In a comparative part of Bekker’s trial, women were asked to take daily pills as PrEP against HIV. They continued to get infected – because, Bekker explains, many of them were not taking the pills daily.
It illustrates why the results for a drug that only needs to be injected twice a year have generated so much excitement. Leaders in the HIV prevention field describe the drug as a “miracle“with the potential to be a “game changer”.
“We know that it’s more challenging for young people to stick to something because they’re busy, they have full lives, they have things to do and they have places to go,” Bekker said.
“One of my researchers puts it beautifully: It’s a daily decision you have to make: ‘I’m going to take this pill and protect myself.’
“Whereas if you take a six-monthly injection, you only have to make this decision twice a year.”
Bekker hopes that girls and young women at risk of HIV infection will gain more control over their own lives with lenacapavir.
“You can imagine sneaking in,” she said, “under the guise of getting your birth control; no one even has to know.”

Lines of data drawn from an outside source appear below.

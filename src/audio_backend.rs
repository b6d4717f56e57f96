//! # Audio backend interface
//!
//! The opaque playback capability: `initialize`/`play`/`devices`/
//! `set_device`/`initialized`. The core never talks to real audio
//! hardware directly — a host supplies an implementation the same way it
//! may replace any `synth.rs` default before a program runs. The only
//! implementation shipped here is [`NullAudioBackend`], which "plays" by
//! sleeping for the buffer's real-time duration instead of opening a
//! device; a host embedding Flow in, say, a cpal-backed player supplies
//! its own [`AudioBackend`] rather than this crate growing a hardware
//! dependency it can't exercise in CI.

use std::sync::atomic::{AtomicBool, Ordering};
use std::sync::Arc;
use std::time::Duration;

/// Cooperative cancellation for a blocking `play` call. Cloning shares
/// the same underlying flag.
#[derive(Debug, Clone, Default)]
pub struct CancellationToken {
    cancelled: Arc<AtomicBool>,
}

impl CancellationToken {
    pub fn new() -> Self {
        Self::default()
    }

    pub fn cancel(&self) {
        self.cancelled.store(true, Ordering::SeqCst);
    }

    pub fn is_cancelled(&self) -> bool {
        self.cancelled.load(Ordering::SeqCst)
    }
}

#[derive(Debug, Clone, Copy, PartialEq)]
pub enum PlaybackOutcome {
    Drained,
    Cancelled,
}

pub trait AudioBackend {
    fn initialize(&mut self, sample_rate: u32, channels: u16) -> bool;

    /// Blocks until every sample has been presented or `cancellation` is
    /// signalled, whichever comes first.
    fn play(&mut self, samples: &[f32], sample_rate: u32, channels: u16, cancellation: &CancellationToken) -> PlaybackOutcome;

    fn devices(&self) -> Vec<String>;

    fn set_device(&mut self, name: &str) -> bool;

    fn is_initialized(&self) -> bool;
}

/// Default backend: no hardware, just real-time pacing so `play` behaves
/// like a device that drains at the stated sample rate. Good enough for
/// running Flow programs headlessly (tests, batch rendering to WAV) where
/// `render`/`write` already produce the audible artifact without needing
/// playback at all.
pub struct NullAudioBackend {
    initialized: bool,
    device: String,
}

impl Default for NullAudioBackend {
    fn default() -> Self {
        Self { initialized: false, device: "null".to_string() }
    }
}

impl AudioBackend for NullAudioBackend {
    fn initialize(&mut self, _sample_rate: u32, _channels: u16) -> bool {
        self.initialized = true;
        true
    }

    fn play(&mut self, samples: &[f32], sample_rate: u32, channels: u16, cancellation: &CancellationToken) -> PlaybackOutcome {
        if !self.initialized {
            return PlaybackOutcome::Cancelled;
        }
        let frames = samples.len() / channels.max(1) as usize;
        let total = Duration::from_secs_f64(frames as f64 / sample_rate.max(1) as f64);

        // Poll in small slices instead of one long sleep so cancellation
        // takes effect promptly rather than only after the whole buffer.
        let slice = Duration::from_millis(10);
        let mut elapsed = Duration::ZERO;
        while elapsed < total {
            if cancellation.is_cancelled() {
                return PlaybackOutcome::Cancelled;
            }
            let step = slice.min(total - elapsed);
            std::thread::sleep(step);
            elapsed += step;
        }
        PlaybackOutcome::Drained
    }

    fn devices(&self) -> Vec<String> {
        vec![self.device.clone()]
    }

    fn set_device(&mut self, name: &str) -> bool {
        self.device = name.to_string();
        true
    }

    fn is_initialized(&self) -> bool {
        self.initialized
    }
}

Young women can find themselves in relationships “where they don’t have much say in how they have sex,” often with older men, where a power imbalance can make it impossible to ask their partner to use a condom, she said.

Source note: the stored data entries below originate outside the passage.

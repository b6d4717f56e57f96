//! # Stack frames & musical-context snapshots
//!
//! A frame owns a variable map, an overload table, and an optional musical
//! context snapshot, and chains to its parent by reference. A proper
//! parent-chained stack the interpreter pushes and pops around every
//! block, rather than a single flat validation pass.

use std::cell::RefCell;
use std::collections::HashMap;
use std::rc::Rc;

use crate::ast::{Bar, Param, Stmt};
use crate::types::Signature;
use crate::value::{Value, TimeSignatureValue};

/// Frames guard against unbounded recursion with a floor of 1000 deep.
pub const MAX_STACK_DEPTH: usize = 2000;

pub type FrameHandle = Rc<RefCell<Frame>>;

#[derive(Debug, Clone, Default)]
pub struct MusicalContextSnapshot {
    pub time_signature: Option<TimeSignatureValue>,
    pub tempo: Option<f64>,
    pub swing: Option<f64>,
    pub key: Option<String>,
}

/// Either a user declaration (with, for closures, the frame captured at
/// creation time) or a host-provided callable. `signature` drives overload
/// resolution in `overload.rs`; host functions get a callback into the
/// collection builtins without exposing interpreter internals to them,
/// per the "Higher-order calls via host" design note.
pub enum FunctionValue {
    User {
        signature: Signature,
        params: Vec<Param>,
        body: Rc<Vec<Stmt>>,
        captured: Option<FrameHandle>,
        is_internal: bool,
    },
    Host {
        signature: Signature,
        call: Rc<dyn Fn(&[Value]) -> Value>,
    },
}

impl FunctionValue {
    pub fn signature(&self) -> &Signature {
        match self {
            FunctionValue::User { signature, .. } => signature,
            FunctionValue::Host { signature, .. } => signature,
        }
    }
}

impl std::fmt::Debug for FunctionValue {
    fn fmt(&self, f: &mut std::fmt::Formatter<'_>) -> std::fmt::Result {
        match self {
            FunctionValue::User { signature, is_internal, .. } => f
                .debug_struct("FunctionValue::User")
                .field("signature", signature)
                .field("is_internal", is_internal)
                .finish(),
            FunctionValue::Host { signature, .. } => {
                f.debug_struct("FunctionValue::Host").field("signature", signature).finish()
            }
        }
    }
}

#[derive(Debug, Default)]
pub struct Frame {
    pub variables: HashMap<String, Value>,
    pub overloads: HashMap<String, Vec<Rc<FunctionValue>>>,
    pub musical_context: Option<MusicalContextSnapshot>,
    pub parent: Option<FrameHandle>,
    pub depth: usize,
    pub pending_return: Option<Value>,
    /// Expression-statement values accumulated for implicit return.
    pub implicit_values: Vec<Value>,
    /// For a variable declared directly from a note-stream literal, the raw
    /// bars and the musical context they were compiled against — kept
    /// alongside the compiled `Sequence` so a section built from this frame
    /// can recompile a `??`-bearing sequence on a later repeat instead of
    /// only ever replaying its first compile.
    pub note_sources: HashMap<String, (Rc<Vec<Bar>>, ResolvedContext)>,
}

impl Frame {
    pub fn new_root() -> FrameHandle {
        Rc::new(RefCell::new(Frame {
            variables: HashMap::new(),
            overloads: HashMap::new(),
            musical_context: None,
            parent: None,
            depth: 0,
            pending_return: None,
            implicit_values: Vec::new(),
            note_sources: HashMap::new(),
        }))
    }

    pub fn child_of(parent: &FrameHandle) -> FrameHandle {
        let depth = parent.borrow().depth + 1;
        Rc::new(RefCell::new(Frame {
            variables: HashMap::new(),
            overloads: HashMap::new(),
            musical_context: None,
            parent: Some(Rc::clone(parent)),
            depth,
            pending_return: None,
            implicit_values: Vec::new(),
            note_sources: HashMap::new(),
        }))
    }
}

/// Declares a fresh variable in `frame`. Fails (returns `false`, no
/// mutation) if the name already resolves to a variable or function
/// overload anywhere in the reachable parent chain.
pub fn declare_var(frame: &FrameHandle, name: &str, value: Value) -> bool {
    if name_is_taken(frame, name) {
        return false;
    }
    frame.borrow_mut().variables.insert(name.to_string(), value);
    true
}

fn name_is_taken(frame: &FrameHandle, name: &str) -> bool {
    let mut cursor = Some(Rc::clone(frame));
    while let Some(f) = cursor {
        let f_ref = f.borrow();
        if f_ref.variables.contains_key(name) || f_ref.overloads.contains_key(name) {
            return true;
        }
        cursor = f_ref.parent.clone();
        drop(f_ref);
    }
    false
}

/// Looks up a variable by walking the parent chain.
pub fn lookup_var(frame: &FrameHandle, name: &str) -> Option<Value> {
    let mut cursor = Some(Rc::clone(frame));
    while let Some(f) = cursor {
        let f_ref = f.borrow();
        if let Some(v) = f_ref.variables.get(name) {
            return Some(v.clone());
        }
        cursor = f_ref.parent.clone();
    }
    None
}

/// Walks parents until `name` is found, then updates it in place. Returns
/// `false` (no-op) if the name is not found anywhere in the chain.
pub fn assign_var(frame: &FrameHandle, name: &str, value: Value) -> bool {
    let mut cursor = Some(Rc::clone(frame));
    while let Some(f) = cursor {
        let mut f_mut = f.borrow_mut();
        if f_mut.variables.contains_key(name) {
            f_mut.variables.insert(name.to_string(), value);
            return true;
        }
        let parent = f_mut.parent.clone();
        drop(f_mut);
        cursor = parent;
    }
    false
}

/// Collects every overload visible for `name` up the frame chain — the
/// resolver scores across all of them together, not just the nearest
/// frame that declares one.
pub fn lookup_overloads(frame: &FrameHandle, name: &str) -> Vec<Rc<FunctionValue>> {
    let mut found = Vec::new();
    let mut cursor = Some(Rc::clone(frame));
    while let Some(f) = cursor {
        let f_ref = f.borrow();
        if let Some(list) = f_ref.overloads.get(name) {
            found.extend(list.iter().cloned());
        }
        cursor = f_ref.parent.clone();
    }
    found
}

/// Registers a function overload in `frame`. An existing overload with an
/// identical signature is replaced in place (REPL redefinition semantics).
pub fn declare_overload(frame: &FrameHandle, name: String, func: Rc<FunctionValue>) {
    let mut f_mut = frame.borrow_mut();
    let list = f_mut.overloads.entry(name).or_default();
    if let Some(slot) = list.iter_mut().find(|existing| existing.signature().signature_equals(func.signature())) {
        *slot = func;
    } else {
        list.push(func);
    }
}

/// Effective musical context: walk the frame chain top-to-bottom and
/// coalesce per-field, first non-absent value wins, then fill defaults.
pub fn effective_musical_context(frame: &FrameHandle) -> ResolvedContext {
    let mut time_signature = None;
    let mut tempo = None;
    let mut swing = None;
    let mut key = None;

    let mut cursor = Some(Rc::clone(frame));
    while let Some(f) = cursor {
        let f_ref = f.borrow();
        if let Some(ctx) = &f_ref.musical_context {
            if time_signature.is_none() {
                time_signature = ctx.time_signature;
            }
            if tempo.is_none() {
                tempo = ctx.tempo;
            }
            if swing.is_none() {
                swing = ctx.swing;
            }
            if key.is_none() {
                key = ctx.key.clone();
            }
        }
        cursor = f_ref.parent.clone();
    }

    ResolvedContext {
        time_signature: time_signature.unwrap_or_default(),
        tempo: tempo.unwrap_or(120.0),
        swing: swing.unwrap_or(0.5),
        key,
    }
}

#[derive(Debug, Clone, PartialEq)]
pub struct ResolvedContext {
    pub time_signature: TimeSignatureValue,
    pub tempo: f64,
    pub swing: f64,
    pub key: Option<String>,
}

#[cfg(test)]
mod tests {
    use super::*;

    #[test]
    fn assignment_walks_to_declaring_parent() {
        let root = Frame::new_root();
        declare_var(&root, "x", Value::Int(1));
        let child = Frame::child_of(&root);
        assert!(assign_var(&child, "x", Value::Int(2)));
        assert!(matches!(lookup_var(&root, "x"), Some(Value::Int(2))));
    }

    #[test]
    fn assignment_to_unknown_name_fails() {
        let root = Frame::new_root();
        assert!(!assign_var(&root, "nope", Value::Int(1)));
    }

    #[test]
    fn declaration_collision_is_rejected() {
        let root = Frame::new_root();
        assert!(declare_var(&root, "x", Value::Int(1)));
        assert!(!declare_var(&root, "x", Value::Int(2)));
    }

    #[test]
    fn context_resolution_falls_back_to_documented_defaults() {
        let root = Frame::new_root();
        let resolved = effective_musical_context(&root);
        assert_eq!(resolved.time_signature, TimeSignatureValue::default());
        assert_eq!(resolved.tempo, 120.0);
        assert_eq!(resolved.swing, 0.5);
        assert_eq!(resolved.key, None);
    }

    #[test]
    fn context_resolution_prefers_nearest_frame() {
        let root = Frame::new_root();
        root.borrow_mut().musical_context = Some(MusicalContextSnapshot {
            tempo: Some(90.0),
            ..Default::default()
        });
        let child = Frame::child_of(&root);
        child.borrow_mut().musical_context = Some(MusicalContextSnapshot {
            swing: Some(0.66),
            ..Default::default()
        });
        let resolved = effective_musical_context(&child);
        assert_eq!(resolved.tempo, 90.0);
        assert_eq!(resolved.swing, 0.66);
    }
}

“I’ve heard young women say, ‘This has given me incredible control over my own sexual identity. I now control what happens to my body.’”
In a policy that remains relatively rare for drug trials, pregnancy did not exclude women, and 193 became pregnant while taking lenacapavir. There have been no signs of drug-related problems so far.

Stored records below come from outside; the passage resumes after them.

#[derive(Debug, Clone)]
pub struct LocatedToken {
    pub token: Token,
    pub line: usize,
    pub column: usize,
}

pub struct Lexer<'a> {
    chars: std::iter::Peekable<std::str::CharIndices<'a>>,
    input: &'a str,
    line: usize,
    column: usize,
}

fn keyword_or_type(word: &str) -> Option<Token> {
    Some(match word {
        "proc" => Token::Proc,
        "end" => Token::End,
        "return" => Token::Return,
        "use" => Token::Use,
        "internal" => Token::Internal,
        "lazy" => Token::Lazy,
        "fn" => Token::Fn,
        "timesig" => Token::TimeSig,
        "tempo" => Token::Tempo,
        "swing" => Token::Swing,
        "key" => Token::Key,
        "section" => Token::Section,
        "dynamics" => Token::Dynamics,
        "true" => Token::BoolLit(true),
        "false" => Token::BoolLit(false),
        "Int" | "Long" | "Float" | "Double" | "String" | "Bool" | "Number" | "Void" | "Note"
        | "Semitone" | "Cent" | "Millisecond" | "Second" | "Decibel" | "Beat" | "MusicalNote"
        | "Bar" | "Sequence" | "Chord" | "Section" | "Song" | "TimeSignature" | "NoteValue"
        | "Buffer" | "OscillatorState" | "Envelope" | "Voice" | "Track" | "Function" | "Buf"
        | "Ints" | "Longs" | "Floats" | "Doubles" | "Strings" | "Bools" | "Numbers" | "Voids"
        | "Notes" | "Bars" | "Sequences" | "Chords" | "Songs" | "Buffers" | "Voices" => {
            Token::TypeName(word.to_string())
        }
        _ => return None,
    })
}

Bekker and her team will follow the mothers and babies longer to confirm that the drug can prevent transmission from mother to child during pregnancy, childbirth and breastfeeding. One-tenth of new HIV infections come via this route.
According to Bekker, offering a woman with a newborn baby an injection when she leaves the hospital is likely to have a much greater impact than expecting her to take a pill every day. Moreover, it raises the “exciting” prospect of eliminating mother-to-child transmission.
Questions remain, however, with major concerns about how quickly and cheaply the drug will come to market. The pharmaceutical company behind the drug, Gilead, is awaiting the results of further samples in other groups before seeking regulatory approval.
At a press conference in Munich, Jared Baeten, vice president of clinical development at Gilead Science, promised that the company would work with manufacturers to ensure that generic versions receive regulatory approval.
But he would not confirm that middle-income countries such as Brazil would have the opportunity to get cheaper, generic forms of the drug. Gilead has also resisted calls to work with the U.N.-backed Medicines Patent Pool to broaden access.
Study participants will continue to receive lenacapavir, and those in the comparison part of the study who were taking pills will also have the option of switching to injectables.
Bekker said she would “hold Gilead accountable” if the company failed to deliver on its promises to provide global access, but added that she had no reason to doubt its commitment.
“I’m not the clinical drug researcher who runs the trial and walks away,” she said. “The impact is not going to be felt — no matter how good the efficacy is — if we don’t have access.”